= Cognisable offence =

Classifications of crime

Cognisable offence and non-cognisable offence are classifications of crime used in the legal system of India, Sri Lanka, Bangladesh and Pakistan. Non-cognisable offences includes misbehaviour, public annoyance etc., while cognisable offences are more serious crimes.

== Definition ==
Generally, cognisable offence means an offence in which a police officer has the authority to make an arrest without a warrant and to start an investigation with or without the permission of a court. By contrast, in the case of a non-cognisable offence, a police officer does not have the authority to make an arrest without a warrant and an investigation cannot be initiated without a court order. The police can file a first information report (FIR) only for cognisable offences. In cognisable cases police can make an investigation without prior permission of a magistrate. Cognisable cases are more serious than non-cognisable cases. Normally, serious offences are defined as cognisable and usually carry a sentence of 3 years or more.

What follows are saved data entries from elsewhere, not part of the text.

//! AdvisorChat - Context-Scoped Guide Conversation
//!
//! ## Responsibilities
//!
//! - Welcome turn for a context with no history
//! - User turn -> model reply exchange, persisted through the ledger
//! - Visible transcript (hidden system notes filtered out)
//!
//! The advisor session is rebuilt from the ledger history on every turn, so
//! notes appended by the auditor in the meantime are part of the context.

use crate::ai_client::InferenceClient;
use crate::error::{Error, Result};
use crate::models::ChatMessage;
use crate::stats_store::SessionLedger;
use std::sync::atomic::{AtomicBool, Ordering};
use std::sync::Arc;

/// Reply used when the advisor call fails
pub const CONNECTIVITY_FALLBACK: &str =
    "I encountered a connectivity issue. Please try your question again.";

/// Starter questions offered to the user
pub const SUGGESTED_QUESTIONS: [&str; 4] = [
    "Explain the detected issues",
    "What are WCAG contrast rules?",
    "How can I fix these barriers?",
    "Why is this so difficult?",
];

fn welcome_text(context: &str) -> String {
    format!(
        "Hello! I'm your interactive AI guide for this {} session. I'm here to answer questions \
         about the environment, explain accessibility standards like ADA or WCAG, and provide \
         remediation advice. How can I help you today?",
        context
    )
}

/// Clears the loading flag when the exchange ends or is cancelled
struct LoadingGuard<'a>(&'a AtomicBool);

impl Drop for LoadingGuard<'_> {
    fn drop(&mut self) {
        self.0.store(false, Ordering::SeqCst);
    }
}

/// Advisor conversation bound to one context label
pub struct AdvisorChat {
    client: Arc<dyn InferenceClient>,
    ledger: Arc<dyn SessionLedger>,
    context: String,
    loading: AtomicBool,
}

impl AdvisorChat {
    /// Open the conversation, posting the welcome turn if the context is new
    pub async fn open(
        client: Arc<dyn InferenceClient>,
        ledger: Arc<dyn SessionLedger>,
        context: impl Into<String>,
    ) -> Result<Self> {
        let context = context.into();

        if ledger.history(&context).await.is_empty() {
            ledger
                .append_history(&context, ChatMessage::model(welcome_text(&context)))
                .await?;
            tracing::debug!(context = %context, "Advisor welcome posted");
        }

        Ok(Self {
            client,
            ledger,
            context,
            loading: AtomicBool::new(false),
        })
    }

    pub fn context(&self) -> &str {
        &self.context
    }

    pub fn is_loading(&self) -> bool {
        self.loading.load(Ordering::SeqCst)
    }

    /// Send one user turn and return the model turn that was recorded
    ///
    /// A failed call still records a reply (the connectivity fallback).
    pub async fn send(&self, text: &str) -> Result<ChatMessage> {
        let text = text.trim();
        if text.is_empty() {
            return Err(Error::Validation("Advisor message is empty".to_string()));
        }
        if self.loading.swap(true, Ordering::SeqCst) {
            return Err(Error::Validation("Advisor is still answering".to_string()));
        }
        let _loading = LoadingGuard(&self.loading);

        self.exchange(text).await
    }

    async fn exchange(&self, text: &str) -> Result<ChatMessage> {
        let prior = self.ledger.history(&self.context).await;
        let mut session = self.client.create_advisor_session(&self.context, &prior);

        self.ledger
            .append_history(&self.context, ChatMessage::user(text))
            .await?;

        let reply = match self.client.send_advisor_turn(&mut session, text).await {
            Some(reply) => ChatMessage::model(reply),
            None => {
                tracing::warn!(context = %self.context, "Advisor unavailable, posting fallback");
                ChatMessage::model(CONNECTIVITY_FALLBACK)
            }
        };

        self.ledger
            .append_history(&self.context, reply.clone())
            .await?;
        Ok(reply)
    }

    /// Transcript without hidden turns
    pub async fn visible_transcript(&self) -> Vec<ChatMessage> {
        self.ledger
            .history(&self.context)
            .await
            .into_iter()
            .filter(|m| !m.is_hidden)
            .collect()
    }
}
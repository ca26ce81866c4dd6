//! Wire types for the generateContent API

use serde::{Deserialize, Deserializer, Serialize};

/// Inline binary payload (base64)
#[derive(Debug, Clone, Serialize, Deserialize)]
#[serde(rename_all = "camelCase")]
pub struct InlineData {
    pub mime_type: String,
    pub data: String,
}

/// One content part: text or inline data
#[derive(Debug, Clone, Default, Serialize, Deserialize)]
#[serde(rename_all = "camelCase")]
pub struct Part {
    #[serde(default, skip_serializing_if = "Option::is_none")]
    pub text: Option<String>,

    #[serde(default, skip_serializing_if = "Option::is_none")]
    pub inline_data: Option<InlineData>,
}

impl Part {
    pub fn text(text: impl Into<String>) -> Self {
        Self {
            text: Some(text.into()),
            inline_data: None,
        }
    }

    pub fn inline(mime_type: impl Into<String>, data: String) -> Self {
        Self {
            text: None,
            inline_data: Some(InlineData {
                mime_type: mime_type.into(),
                data,
            }),
        }
    }
}

/// A role-tagged list of parts
#[derive(Debug, Clone, Default, Serialize, Deserialize)]
pub struct Content {
    #[serde(default, skip_serializing_if = "Option::is_none")]
    pub role: Option<String>,

    #[serde(default)]
    pub parts: Vec<Part>,
}

/// Response candidate
#[derive(Debug, Clone, Deserialize)]
#[serde(rename_all = "camelCase")]
pub struct Candidate {
    #[serde(default)]
    pub content: Option<Content>,

    #[serde(default)]
    pub finish_reason: Option<String>,
}

/// generateContent response (fields we read)
#[derive(Debug, Clone, Deserialize)]
#[serde(rename_all = "camelCase")]
pub struct GenerateContentResponse {
    #[serde(default)]
    pub candidates: Vec<Candidate>,
}

impl GenerateContentResponse {
    /// Parts of the first candidate
    pub fn first_parts(&self) -> &[Part] {
        self.candidates
            .first()
            .and_then(|c| c.content.as_ref())
            .map(|c| c.parts.as_slice())
            .unwrap_or(&[])
    }

    /// Concatenated text of the first candidate
    pub fn text(&self) -> Option<String> {
        let text: String = self
            .first_parts()
            .iter()
            .filter_map(|p| p.text.as_deref())
            .collect();
        if text.trim().is_empty() {
            None
        } else {
            Some(text)
        }
    }

    /// First inline image of the first candidate
    pub fn first_inline_data(&self) -> Option<&InlineData> {
        self.first_parts().iter().find_map(|p| p.inline_data.as_ref())
    }
}

/// Audit issue as returned by the model, before validation
///
/// Accepts both the short reference names (`type`, `status`, `coordinates`)
/// and the descriptive ones.
#[derive(Debug, Clone, Default, Deserialize)]
#[serde(rename_all = "camelCase")]
pub struct RawAuditIssue {
    #[serde(default, alias = "type", deserialize_with = "lenient_string")]
    pub category: String,

    #[serde(default, alias = "status", deserialize_with = "lenient_string")]
    pub compliance_status: String,

    #[serde(default, deserialize_with = "lenient_string")]
    pub description: String,

    #[serde(default, deserialize_with = "lenient_string")]
    pub recommendation: String,

    #[serde(default, deserialize_with = "lenient_string")]
    pub cost_estimate: String,

    /// Left untyped; validated per issue
    #[serde(default, alias = "coordinates")]
    pub bounding_box: Option<serde_json::Value>,
}

/// Text field that tolerates `null` and non-string values
fn lenient_string<'de, D>(deserializer: D) -> Result<String, D::Error>
where
    D: Deserializer<'de>,
{
    Ok(match serde_json::Value::deserialize(deserializer)? {
        serde_json::Value::Null => String::new(),
        serde_json::Value::String(s) => s,
        other => other.to_string(),
    })
}

/// Audit payload as returned by the model
#[derive(Debug, Clone, Default, Deserialize)]
#[serde(rename_all = "camelCase")]
pub struct RawAuditResponse {
    #[serde(default)]
    pub issues: Vec<serde_json::Value>,

    #[serde(default, alias = "overallComplianceScore")]
    pub compliance_score: Option<f64>,
}
//! RemediationWorkflow - Visual Fix State Machine
//!
//! IDLE -> SUBMITTING -> RENDERED, or back to IDLE when the edit comes back
//! empty. The network call happens outside this type: `begin_submit` hands
//! out a ticket, the caller runs the edit, then feeds the answer to
//! `complete`. Tickets from before a `flush` are ignored.

use crate::models::{CapturedFrame, RemediationResult};
use serde::{Deserialize, Serialize};
use std::fmt;
use std::sync::Arc;

#[derive(Debug, Clone, Copy, PartialEq, Eq, Serialize, Deserialize)]
#[serde(rename_all = "SCREAMING_SNAKE_CASE")]
pub enum RemediationPhase {
    Idle,
    Submitting,
    Rendered,
}

/// Image the remediation view should show
#[derive(Debug, Clone, Copy, PartialEq, Eq, Serialize, Deserialize)]
#[serde(rename_all = "snake_case")]
pub enum DisplayedImage {
    /// Captured frame (nothing rendered yet, or compare held)
    Original,
    Remediated,
}

#[derive(Debug, Clone, Copy, PartialEq, Eq, Serialize, Deserialize)]
#[serde(rename_all = "snake_case")]
pub enum RemediationRejection {
    NoFrame,
    EmptyInstruction,
    AlreadySubmitting,
}

impl fmt::Display for RemediationRejection {
    fn fmt(&self, f: &mut fmt::Formatter<'_>) -> fmt::Result {
        match self {
            RemediationRejection::NoFrame => f.write_str("no captured frame"),
            RemediationRejection::EmptyInstruction => f.write_str("empty instruction"),
            RemediationRejection::AlreadySubmitting => f.write_str("already submitting"),
        }
    }
}

#[derive(Debug, Clone, Copy, PartialEq, Eq, Serialize, Deserialize)]
#[serde(tag = "outcome", content = "reason", rename_all = "snake_case")]
pub enum RemediationOutcome {
    Rendered,
    /// Edit returned nothing; phase is back to IDLE
    Failed,
    /// Completion arrived after a flush and was dropped
    Superseded,
    Rejected(RemediationRejection),
}

/// One admitted submission
#[derive(Debug, Clone)]
pub struct RemediationTicket {
    generation: u64,
    pub frame: Arc<CapturedFrame>,
    pub instruction: String,
}

impl RemediationTicket {
    pub fn generation(&self) -> u64 {
        self.generation
    }
}

#[derive(Debug)]
pub struct RemediationWorkflow {
    phase: RemediationPhase,
    instruction: String,
    result: Option<Arc<RemediationResult>>,
    compare_held: bool,
    generation: u64,
}

impl RemediationWorkflow {
    pub fn new() -> Self {
        Self {
            phase: RemediationPhase::Idle,
            instruction: String::new(),
            result: None,
            compare_held: false,
            generation: 0,
        }
    }

    pub fn phase(&self) -> RemediationPhase {
        self.phase
    }

    pub fn instruction(&self) -> &str {
        &self.instruction
    }

    pub fn result(&self) -> Option<Arc<RemediationResult>> {
        self.result.clone()
    }

    pub fn is_compare_held(&self) -> bool {
        self.compare_held
    }

    pub fn set_instruction(&mut self, instruction: impl Into<String>) {
        self.instruction = instruction.into();
    }

    /// Whether a submission would be admitted for `has_frame`
    pub fn can_submit(&self, has_frame: bool) -> bool {
        self.check(has_frame).is_ok()
    }

    fn check(&self, has_frame: bool) -> Result<(), RemediationRejection> {
        if self.phase == RemediationPhase::Submitting {
            return Err(RemediationRejection::AlreadySubmitting);
        }
        if !has_frame {
            return Err(RemediationRejection::NoFrame);
        }
        if self.instruction.trim().is_empty() {
            return Err(RemediationRejection::EmptyInstruction);
        }
        Ok(())
    }

    /// Admit a submission against the current frame
    ///
    /// Clears any previous render right away.
    pub fn begin_submit(
        &mut self,
        frame: Option<Arc<CapturedFrame>>,
    ) -> Result<RemediationTicket, RemediationRejection> {
        self.check(frame.is_some())?;
        let frame = frame.ok_or(RemediationRejection::NoFrame)?;

        self.result = None;
        self.phase = RemediationPhase::Submitting;

        Ok(RemediationTicket {
            generation: self.generation,
            frame,
            instruction: self.instruction.clone(),
        })
    }

    /// Apply the edit answer for `ticket`
    pub fn complete(
        &mut self,
        ticket: &RemediationTicket,
        edited: Option<RemediationResult>,
    ) -> RemediationOutcome {
        if ticket.generation != self.generation {
            return RemediationOutcome::Superseded;
        }

        match edited {
            Some(result) => {
                self.result = Some(Arc::new(result));
                self.phase = RemediationPhase::Rendered;
                self.compare_held = false;
                RemediationOutcome::Rendered
            }
            None => {
                self.phase = RemediationPhase::Idle;
                RemediationOutcome::Failed
            }
        }
    }

    pub fn hold_compare(&mut self) {
        self.compare_held = true;
    }

    pub fn release_compare(&mut self) {
        self.compare_held = false;
    }

    pub fn displayed(&self) -> DisplayedImage {
        if self.result.is_some() && !self.compare_held {
            DisplayedImage::Remediated
        } else {
            DisplayedImage::Original
        }
    }

    /// Clear result and instruction, back to IDLE
    pub fn flush(&mut self) {
        self.generation += 1;
        self.phase = RemediationPhase::Idle;
        self.instruction.clear();
        self.result = None;
        self.compare_held = false;
    }
}

impl Default for RemediationWorkflow {
    fn default() -> Self {
        Self::new()
    }
}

For a non-cognisable offence, a community service register is registered instead of a first information report.

== In India ==
In India, crimes like rape and murder are considered cognisable unlike crimes like public nuisance, hurt and mischief. In general, non-cognisable offences are bailable and placed under the First Schedule of the Indian Penal Code (IPC).
On 12 November 2013, the Supreme Court of India said it was mandatory for the police to register a First Information Report for all complaints in which a cognisable offence has been discovered.

=== Procedure ===
The Section 154 in the Code of Criminal Procedure, 1973, of India states:

1. Every information relating to the commission of a cognisable offence, if given orally to an officer in charge of a police station, shall be reduced to writing by him or under his direction, and be read over to the informant; and every such information, whether given in writing or reduced to writing as aforesaid, shall be signed by the person giving it, and the substance thereof shall be entered in a book to be kept by such officer in such form as the State Government may prescribe in this behalf.
2. A copy of the information as recorded under sub-section (1) shall be given forthwith, free of cost, to the informant.
3. Any person aggrieved by a refusal on the part of an officer in charge of a police station to record the information referred to in sub-section (1) may send the substance of such information, in writing and by post, to the Superintendent of Police concerned who, if satisfied that such information discloses the commission of a cognisable offence, shall either investigate the case himself or direct an investigation to be made by any police officer subordinate to him, in the manner provided by this Code, and such officer shall have all the powers of an officer in charge of the police station in relation to that offence.